La route dorée de Samarcande :: Gatestone Institute
Les médias russes, faisant écho au discours du président Vladimir Poutine lors du sommet, affirment que l’Organisation de coopération de Shanghai (OCS) est conçue pour mettre fin au “monde unipolaire” en créant un “système multipolaire”. Sur la photo : Poutine assiste au sommet de l’OCS à Samarcande, en Ouzbékistan, le 16 septembre 2022. (Photo de Sergei Bobylyob/Sputnik/AFP via Getty Images)

Mais à quoi ça sert ? C’est la question que les médias de Russie, de Chine, d’Iran et d’une demi-douzaine de pays ont posé toute la semaine dernière à la suite d’un sommet à Samarcande qui a réuni leurs dirigeants en tant que membres ou aspirants membres de l’Organisation de coopération de Shanghai (OCS).

Les médias russes, faisant écho au discours du président Vladimir Poutine lors du sommet, affirment que l’OCS est conçue pour mettre fin au “monde unipolaire” en créant un “système multipolaire”.

Les médias chinois proposent une version différente. L’OCS est censée offrir un nouveau système politique pour le monde entier comme alternative au modèle démocratique occidental.

Pour les médias islamiques de Téhéran, célébrant l’admission de la République islamique au club après 11 ans de supplication, le SCO est une extension du “Front de résistance” créé pour contenir et vaincre le “Grand Satan” américain.

Un examen plus approfondi, cependant, pourrait montrer que le SCO est une forme sans contenu clair, un cadre vide dans lequel différents artistes pourraient projeter différents fantasmes.

L’OCS a été créée en 1996 sous le nom de Shanghai Five réunissant la Chine, la Russie, le Kirghizistan, le Kazakhstan et le Tadjikistan dans un double but :

  1. Délimiter les frontières de la Chine avec la Russie et les trois anciennes républiques soviétiques.
  2. Combattre le “terrorisme islamique” qui a touché la Chine au Turkestan oriental (Xinjiang), la Russie en Tchétchénie, le Tadjikistan à Kulyab et le Kirghizistan dans la vallée de Fergana.

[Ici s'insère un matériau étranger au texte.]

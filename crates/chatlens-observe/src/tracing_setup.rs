//! Tracing subscriber initialization with structured logging and optional
//! OpenTelemetry trace export.
//!
//! # Usage
//!
//! ```no_run
//! use chatlens_observe::tracing_setup::{TracingOptions, init_tracing};
//!
//! init_tracing(&TracingOptions::default()).unwrap();
//! ```

use opentelemetry::trace::TracerProvider as _;
use opentelemetry_sdk::trace::SdkTracerProvider;
use tracing_subscriber::EnvFilter;
use tracing_subscriber::fmt::format::FmtSpan;
use tracing_subscriber::layer::SubscriberExt;
use tracing_subscriber::util::SubscriberInitExt;

use std::sync::OnceLock;

/// Stores the OTel tracer provider so it can be shut down cleanly on exit.
static TRACER_PROVIDER: OnceLock<SdkTracerProvider> = OnceLock::new();

/// How the global subscriber is assembled.
#[derive(Debug, Clone)]
pub struct TracingOptions {
    /// Filter used when `RUST_LOG` is unset or invalid.
    pub default_filter: String,
    /// Emit one JSON object per event instead of human-readable lines.
    pub json: bool,
    /// Bridge spans to OpenTelemetry with a stdout exporter.
    pub otel: bool,
}

impl Default for TracingOptions {
    fn default() -> Self {
        Self {
            default_filter: "info".to_string(),
            json: false,
            otel: false,
        }
    }
}

/// Pick the default filter from CLI verbosity.
pub fn filter_for_verbosity(verbose: u8, quiet: bool) -> &'static str {
    match verbose {
        0 if quiet => "error",
        0 => "info",
        1 => "info,chatlens=debug",
        _ => "trace",
    }
}

/// Initialize the global tracing subscriber.
///
/// `RUST_LOG` takes precedence over `options.default_filter`.
///
/// # Errors
///
/// Returns an error if the global subscriber has already been set.
pub fn init_tracing(options: &TracingOptions) -> Result<(), Box<dyn std::error::Error>> {
    let env_filter = EnvFilter::try_from_default_env()
        .unwrap_or_else(|_| EnvFilter::new(&options.default_filter));

    let json_layer = options.json.then(|| {
        tracing_subscriber::fmt::layer()
            .json()
            .with_target(true)
            .with_span_events(FmtSpan::CLOSE)
    });
    let text_layer = (!options.json).then(|| {
        tracing_subscriber::fmt::layer()
            .with_target(true)
            .with_span_events(FmtSpan::CLOSE)
    });

    let otel_layer = if options.otel {
        let provider = SdkTracerProvider::builder()
            .with_simple_exporter(opentelemetry_stdout::SpanExporter::default())
            .build();
        let tracer = provider.tracer("chatlens");

        let _ = TRACER_PROVIDER.set(provider.clone());
        opentelemetry::global::set_tracer_provider(provider);

        Some(tracing_opentelemetry::layer().with_tracer(tracer))
    } else {
        None
    };

    tracing_subscriber::registry()
        .with(env_filter)
        .with(json_layer)
        .with(text_layer)
        .with(otel_layer)
        .try_init()?;

    Ok(())
}

/// Flush pending traces and shut down the OpenTelemetry tracer provider.
///
/// No-op when OTel was not enabled.
pub fn shutdown_tracing() {
    if let Some(provider) = TRACER_PROVIDER.get() {
        if let Err(e) = provider.shutdown() {
            eprintln!("Warning: OTel tracer provider shutdown error: {e}");
        }
    }
}
//! HTTP transport abstraction for the VK client
//!
//! Defines the `Transport` trait that decouples the client from the HTTP
//! stack. The client never touches a socket directly: it hands a fully
//! built URL (GET) or endpoint plus form fields (POST) to the transport and
//! gets back a status code and body text. `HttpTransport` is the production
//! implementation over `reqwest`; tests substitute recording stubs that
//! replay canned responses.
//!
//! Uses `Pin<Box<dyn Future>>` return types for dyn-compatibility
//! (`Box<dyn Transport>`).

pub mod http;

pub use http::{HttpTransport, HttpTransportBuilder};

use std::future::Future;
use std::pin::Pin;

/// HTTP method for a dispatched request.
#[derive(Debug, Clone, Copy, PartialEq, Eq)]
pub enum Method {
    Get,
    Post,
}

/// Raw outcome of a dispatched request: status code plus body text.
///
/// Interpreting the body (JSON decode, error-payload inspection) is the
/// caller's job; the transport only moves bytes.
#[derive(Debug, Clone)]
pub struct Response {
    pub status: u16,
    pub body: String,
}

/// Errors from the transport layer.
///
/// These cover the request itself failing (connection, TLS, timeout) —
/// never application-level error payloads, which arrive as a normal
/// `Response` for the caller to inspect.
#[derive(Debug, thiserror::Error)]
pub enum TransportError {
    #[error("failed to build HTTP client: {0}")]
    Build(String),

    #[error("invalid request URL: {0}")]
    Url(String),

    #[error("request failed: {0}")]
    Request(String),
}

/// Result alias for transport operations.
pub type Result<T> = std::result::Result<T, TransportError>;

/// Abstraction over the HTTP stack.
///
/// GET requests carry their query string inside `url` and ignore `form`;
/// POST requests send `form` as a URL-encoded body.
pub trait Transport: Send + Sync {
    fn send<'a>(
        &'a self,
        url: &'a str,
        method: Method,
        form: &'a [(String, String)],
    ) -> Pin<Box<dyn Future<Output = Result<Response>> + Send + 'a>>;
}

#[cfg(test)]
mod tests {
    use super::*;

    #[test]
    fn error_display_includes_context() {
        let err = TransportError::Request("connection refused".into());
        assert_eq!(err.to_string(), "request failed: connection refused");

        let err = TransportError::Build("bad TLS backend".into());
        assert_eq!(err.to_string(), "failed to build HTTP client: bad TLS backend");
    }

    #[test]
    fn response_is_plain_data() {
        let response = Response {
            status: 200,
            body: r#"{"response":1}"#.into(),
        };
        assert_eq!(response.status, 200);
        assert!(response.body.contains("response"));
    }
}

Un quart de siècle plus tard, aucun de ces objectifs n’a été atteint.

La longue frontière de la Russie avec la Chine, qui comprend de vastes étendues de territoire chinois annexées par l’Union soviétique lors de deux guerres frontalières dans les années 1960, reste non désignée. La Chine n’a pas non plus réussi à persuader le Tadjikistan de céder un morceau de terre nécessaire pour élargir le corridor entre Pékin et le Pakistan. (Pékin essaie maintenant « d’acheter » le corridor de Wakhan à l’Afghanistan dans le même but.) Le Tadjikistan et le Kirghizistan n’ont pas non plus délimité leurs frontières. (Les deux voisins ont mené une guerre frontalière à la veille du sommet de Samarkand.) Dans le même temps, la Chine a longtemps maintenu une revendication sur de grandes parties du Kazakhstan, que la Russie a annexées sous les tsars.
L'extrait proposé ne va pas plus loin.